Sulle strade di Roma la due ruote del Gran Premio della Liberazione. 71 anni per la regina delle gare ciclistiche dei dilettanti. In campo con l’Italia altre 8 squadre straniere
Il rischio di non vedere disputare il Gran Premio della Liberazione è scongiurato. Questo mercoledì, in una affollata conferenza stampa a Roma è stato scongiurato un oltraggio alla memoria ed allo sport e la gara che da 71 anni anima le strade della Capitale e non solo si disputerà. Come accade dal 1946, martedì 25 aprile ritorna il 71esimo gran premio della liberazione. L’appuntamento si conferma come un simbolo della lotta di liberazione dell’Italia.

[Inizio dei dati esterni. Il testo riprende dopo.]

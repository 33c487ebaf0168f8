use std::future::Future;
use std::time::Duration;
use tracing::warn;

use super::client::ClientError;

/// Bounded exponential backoff: attempt `n` waits `base_delay * 2^(n-1)`,
/// capped at `max_delay`
#[derive(Debug, Clone, Copy, PartialEq, Eq)]
pub struct RetryPolicy {
    /// Total attempts, including the first
    pub max_attempts: u32,
    pub base_delay: Duration,
    pub max_delay: Duration,
}

impl Default for RetryPolicy {
    fn default() -> Self {
        Self {
            max_attempts: 3,
            base_delay: Duration::from_secs(1),
            max_delay: Duration::from_secs(30),
        }
    }
}

impl RetryPolicy {
    /// Delay after the failed `attempt` (1-based)
    pub fn delay_for(&self, attempt: u32) -> Duration {
        let factor = 2u32.saturating_pow(attempt.saturating_sub(1));
        self.base_delay
            .checked_mul(factor)
            .unwrap_or(self.max_delay)
            .min(self.max_delay)
    }
}

/// Run `operation` until it succeeds, fails with a non-retryable error or
/// runs out of attempts. The closure receives the 1-based attempt number.
pub async fn retry_with_backoff<T, F, Fut>(
    policy: &RetryPolicy,
    mut operation: F,
) -> Result<T, ClientError>
where
    F: FnMut(u32) -> Fut,
    Fut: Future<Output = Result<T, ClientError>>,
{
    let max_attempts = policy.max_attempts.max(1);
    let mut attempt = 1;

    loop {
        match operation(attempt).await {
            Ok(value) => return Ok(value),
            Err(e) if e.is_retryable() && attempt < max_attempts => {
                let delay = policy.delay_for(attempt);
                warn!(
                    attempt,
                    max_attempts,
                    delay_ms = delay.as_millis() as u64,
                    "Retrying after transient error: {}",
                    e
                );
                tokio::time::sleep(delay).await;
                attempt += 1;
            }
            Err(e) => return Err(e),
        }
    }
}
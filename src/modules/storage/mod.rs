//! Storage module for upload data
//!
//! Provides the scratch chunk storage used while an upload is in flight and
//! the artifact storage that receives assembled files, each with a local
//! disk and a MinIO/S3-compatible implementation.

mod artifact_store;
mod chunk_store;
mod minio_client;
mod object_chunk_store;

pub use artifact_store::{ArtifactStore, LocalArtifactStore, MinIOArtifactStore, StoredArtifact};
pub use chunk_store::{ChunkStore, LocalChunkStore, MemoryChunkStore};
pub use minio_client::MinIOClient;
pub use object_chunk_store::MinIOChunkStore;
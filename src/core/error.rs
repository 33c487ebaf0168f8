use axum::{
    http::StatusCode,
    response::{IntoResponse, Response},
    Json,
};
use thiserror::Error;

use crate::features::uploads::models::UploadStatus;
use crate::shared::types::ApiResponse;

/// Message returned to clients when an assembled file fails verification.
pub const INTEGRITY_FAILURE_MESSAGE: &str =
    "Upload failed integrity check, please retry from the beginning";

#[derive(Debug, Error)]
#[allow(dead_code)]
pub enum AppError {
    #[error("Database error: {0}")]
    Database(#[from] sqlx::Error),

    #[error("Not found: {0}")]
    NotFound(String),

    #[error("Validation error: {0}")]
    Validation(String),

    #[error("Bad request: {0}")]
    BadRequest(String),

    #[error("Payload too large: {0}")]
    PayloadTooLarge(String),

    #[error("Chunk index {index} is out of bounds (total chunks: {total_chunks})")]
    InvalidChunkIndex { index: u32, total_chunks: u32 },

    #[error("Chunk {index} has {actual} bytes, expected {expected}")]
    ChunkSizeMismatch {
        index: u32,
        expected: u64,
        actual: u64,
    },

    #[error("Chunk end offset {end} exceeds declared file size {total_size}")]
    ChunkOutOfRange { end: u64, total_size: u64 },

    #[error("Upload is incomplete, missing chunks: {missing:?}")]
    IncompleteUpload { missing: Vec<u32> },

    #[error("Invalid upload state: {0}")]
    InvalidState(String),

    #[error("Invalid status transition from {from} to {to}")]
    InvalidTransition { from: UploadStatus, to: UploadStatus },

    #[error("Assembly integrity error: {0}")]
    AssemblyIntegrity(String),

    #[error("Storage error: {0}")]
    Storage(String),

    #[error("Timeout: {0}")]
    Timeout(String),

    #[error("Internal server error: {0}")]
    Internal(String),
}

impl AppError {
    /// Machine-readable error code placed in the response envelope
    pub fn code(&self) -> &'static str {
        match self {
            AppError::Database(_) | AppError::Internal(_) => "INTERNAL_ERROR",
            AppError::NotFound(_) => "NOT_FOUND",
            AppError::Validation(_)
            | AppError::InvalidChunkIndex { .. }
            | AppError::ChunkSizeMismatch { .. }
            | AppError::ChunkOutOfRange { .. } => "VALIDATION_ERROR",
            AppError::BadRequest(_) => "BAD_REQUEST",
            AppError::PayloadTooLarge(_) => "PAYLOAD_TOO_LARGE",
            AppError::IncompleteUpload { .. } => "INCOMPLETE_UPLOAD",
            AppError::InvalidState(_) => "INVALID_STATE",
            AppError::InvalidTransition { .. } => "INVALID_TRANSITION",
            AppError::AssemblyIntegrity(_) => "PROCESSING_ERROR",
            AppError::Storage(_) => "STORAGE_UNAVAILABLE",
            AppError::Timeout(_) => "TIMEOUT",
        }
    }

    pub fn status_code(&self) -> StatusCode {
        match self {
            AppError::Database(_) | AppError::Internal(_) => StatusCode::INTERNAL_SERVER_ERROR,
            AppError::NotFound(_) => StatusCode::NOT_FOUND,
            AppError::Validation(_)
            | AppError::BadRequest(_)
            | AppError::InvalidChunkIndex { .. }
            | AppError::ChunkSizeMismatch { .. }
            | AppError::ChunkOutOfRange { .. } => StatusCode::BAD_REQUEST,
            AppError::PayloadTooLarge(_) => StatusCode::PAYLOAD_TOO_LARGE,
            AppError::IncompleteUpload { .. }
            | AppError::InvalidState(_)
            | AppError::InvalidTransition { .. } => StatusCode::CONFLICT,
            AppError::AssemblyIntegrity(_) => StatusCode::UNPROCESSABLE_ENTITY,
            AppError::Storage(_) => StatusCode::SERVICE_UNAVAILABLE,
            AppError::Timeout(_) => StatusCode::GATEWAY_TIMEOUT,
        }
    }
}

impl IntoResponse for AppError {
    fn into_response(self) -> Response {
        let status = self.status_code();
        let code = self.code();

        let (message, errors) = match self {
            AppError::Database(ref e) => {
                tracing::error!("Database error: {:?}", e);
                ("Database error occurred".to_string(), None)
            }
            AppError::Internal(ref msg) => {
                tracing::error!("Internal error: {}", msg);
                ("Internal server error".to_string(), None)
            }
            AppError::Storage(ref msg) => {
                tracing::warn!("Storage unavailable: {}", msg);
                (
                    "Storage temporarily unavailable, please retry".to_string(),
                    None,
                )
            }
            AppError::AssemblyIntegrity(ref msg) => {
                tracing::error!("Assembly integrity failure: {}", msg);
                (INTEGRITY_FAILURE_MESSAGE.to_string(), Some(vec![msg.clone()]))
            }
            AppError::Validation(ref msg) => (msg.clone(), Some(vec![msg.clone()])),
            AppError::IncompleteUpload { ref missing } => (
                self.to_string(),
                Some(missing.iter().map(|i| format!("missing chunk {}", i)).collect()),
            ),
            ref other => (other.to_string(), None),
        };

        let body = Json(ApiResponse::<()>::error(code, message, errors));

        (status, body).into_response()
    }
}

pub type Result<T> = std::result::Result<T, AppError>;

Durante la conferenza del gran premio presenti Luca Lotti, Ministro dello sport, Riccardo Nencini, Vice ministro infrastrutture e trasporti, Renato Di Rocco, presidente federciclismo, Andrea Novelli, Presidente del Velo Club primavera ciclistica di Roma, Mario Carbutti dell’organizzazione tecnica della manifestazione e Giovanni Malagò, presidente del Coni.
“Quest’anno il rischio di non correre il gran premio era altissimo. Mi sono attivato, non tanto per un problema economico, ma per il valore che rappresenta. Nell’anno in cui esiste un ministro dello sport, si sommano due deleghe, sport e commemorazione della memoria. Siamo pronti a festeggiare questa corsa”. Queste le parole del ministro Lotti. Il vice ministro delle infrastrutture e dei trasporti ha ricordato come “dopo la seconda guerra mondiale, il ciclismo diventa il primo sport in assoluto in Italia, soprattutto dopo la tragedia di Superga”. Un evento di rilevanza nazionale e internazionale per uno sport che, come sottolinea Giovanni Malagò, “è lo sport più popolare dopo il calcio. Ogni giorno mi sembra di vedere più gente in bicicletta. Il vero protagonista è il ciclismo”.
Nonostante i ritardi nell’organizzazione, quest’anno il gran premio prevede “la partecipazione di 8 squadre straniere tra cui Australia, Russia, Ucraina, Bielorussia, Slovenia, Inghilterra, venti squadre italiane e i corridori under 23. Dallo scorso anno il programma si è arricchito del gran premio della liberazione pink, cioè la corsa per donne”, dichiara Andrea Novelli. I circuiti saranno suddivisi per categorie: i giovani allievi percorreranno un circuito ridotto di 35km, il Gp pink un circuito di 96km e il Gp under 23 un circuito di 138 km.
Alla giornata non mancherà la partecipazione dei più piccoli che si contenderanno il Gpl baby.